Statistical Lies II: A Secret Survey

I admit this is pretty minor. But every day in the bathroom, I’m confronted by this poster: Infographic poster about a survey conducted by Swytch

Nice design. (Unfortunately, the poster is laminated, so I can’t put it to good use when I’m done!)

How, exactly, was that study conducted? Is “shared equipment” specifically, something that 70% of respondents wanted? Ah, thankfully there’s a footnote: “survey conducted by Swytch in 2019.” Okay, so, what is Swytch? Might they have an incentive to deliberately distort the survey findings?

The original source seems to be this article. As far as I can tell, no actual data — or methodological information — was ever released. It doesn’t seem that any more reputable news outlets ever even mentioned this survey. The poster seems to be based (perhaps indirectly — many junk news sites played a game of telephone with the results) on a mash-up of two lines. First:

More than 70% said that they were more likely to choose to work at a company with a strong environmental agenda.

Second:

Nearly 70% of respondents said that if a company had a strong sustainability plan, it would affect their decision to stay with that company long term.

You can decide for yourself if the poster is a fair interpretation of those statistics. I’m genuinely torn on how harsh I should be. Slightly more bothersome is

The survey, which was the result of conversations with 1,000 employees at large U.S. companies […]

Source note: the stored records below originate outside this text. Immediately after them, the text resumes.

// Shared plot layout and default tuning used by the core renderer and the web frontend.

// Startup parameter values
pub const DEFAULT_EXTREMUM_SLIP: f64 = 1.0;
pub const DEFAULT_EXTREMUM_VALUE: f64 = 5.0;
pub const DEFAULT_ASYMPTOTE_SLIP: f64 = 2.0;
pub const DEFAULT_ASYMPTOTE_VALUE: f64 = 1.0;
pub const DEFAULT_STIFFNESS: f64 = 1.0;

// Fallback slider bounds as [min, max, step], used when the page does not declare them
pub const SLIP_RANGE: [f64; 3] = [0.0, 3.0, 0.01];
pub const VALUE_RANGE: [f64; 3] = [0.0, 10.0, 0.1];
pub const STIFFNESS_RANGE: [f64; 3] = [0.0, 2.0, 0.01];

// Drawing surface size in pixels
pub const CANVAS_WIDTH: f64 = 500.0;
pub const CANVAS_HEIGHT: f64 = 340.0;

// Plot frame (pixels). Y grows downwards so the friction axis is inverted.
pub const PLOT_LEFT: f64 = 50.0;
pub const PLOT_RIGHT: f64 = 470.0; // axis and gridline extent, past the slip domain
pub const PLOT_BOTTOM: f64 = 300.0;
pub const PLOT_TOP: f64 = 30.0;
pub const PLOT_DATA_WIDTH: f64 = 400.0; // pixels covered by the slip domain

// Data domain
pub const SLIP_DOMAIN_MAX: f64 = 3.0;
pub const FRICTION_PLOT_MAX: f64 = 10.0; // samples above this are clipped for display only
pub const PX_PER_FRICTION_UNIT: f64 = 27.0;
pub const GRIDLINE_COUNT: usize = 11; // friction 0..=10
pub const CURVE_SAMPLES: usize = 401;

// Label placement
pub const GRID_LABEL_X: f64 = 30.0;
pub const GRID_LABEL_DY: f64 = 3.0;
pub const GUIDE_LABEL_DX: f64 = -35.0;
pub const EXTREMUM_LABEL_Y: f64 = 320.0;
pub const ASYMPTOTE_LABEL_Y: f64 = 335.0;
pub const FRICTION_TITLE_AT: [f64; 2] = [5.0, 50.0];
pub const SLIP_TITLE_AT: [f64; 2] = [410.0, 320.0];

// Palette
pub const AXIS_COLOR: &str = "#888";
pub const GRID_COLOR: &str = "#eee";
pub const GRID_LABEL_COLOR: &str = "#888";
pub const TITLE_COLOR: &str = "#555";
pub const GUIDE_COLOR: &str = "#fa0";
pub const GUIDE_LABEL_COLOR: &str = "#f80";
pub const CURVE_COLOR: &str = "#1a7";

// Stroke widths and dash pattern
pub const AXIS_WIDTH: f64 = 1.0;
pub const CURVE_WIDTH: f64 = 3.0;
pub const GUIDE_DASH: [f64; 2] = [5.0, 3.0];

// Fonts
pub const TITLE_FONT: &str = "14px sans-serif";
pub const GRID_LABEL_FONT: &str = "11px sans-serif";
pub const GUIDE_LABEL_FONT: &str = "12px sans-serif";

// Number of decimals shown in numeric fields
pub const FIELD_DECIMALS: usize = 2;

That casts some doubt on how the results generalize to “recruiting grad students and postdocs”. None of this is nearly as bothersome, of course, as the fact that we don’t have access to the survey itself! Or any data! So it all comes down to how much I trust the honesty and competence of the folks who ran it.

There are many ways to distort a survey, to “honestly” report misleading results. Advertise it with a link that says “care about the climate? Click here!”. Ask five different versions of the same question and only report the one that gives the most favorable statistic. Lie about the plain english meaning of the questions. Ask leading questions. Disregard how much respondents actually care. And on, and on. Since no concrete information was ever released, I guess we’ll just have to trust in the integrity of Swytch.

What is Swytch? Swytch — now defunct — was a “blockchain-based clean energy incentive”. Oh.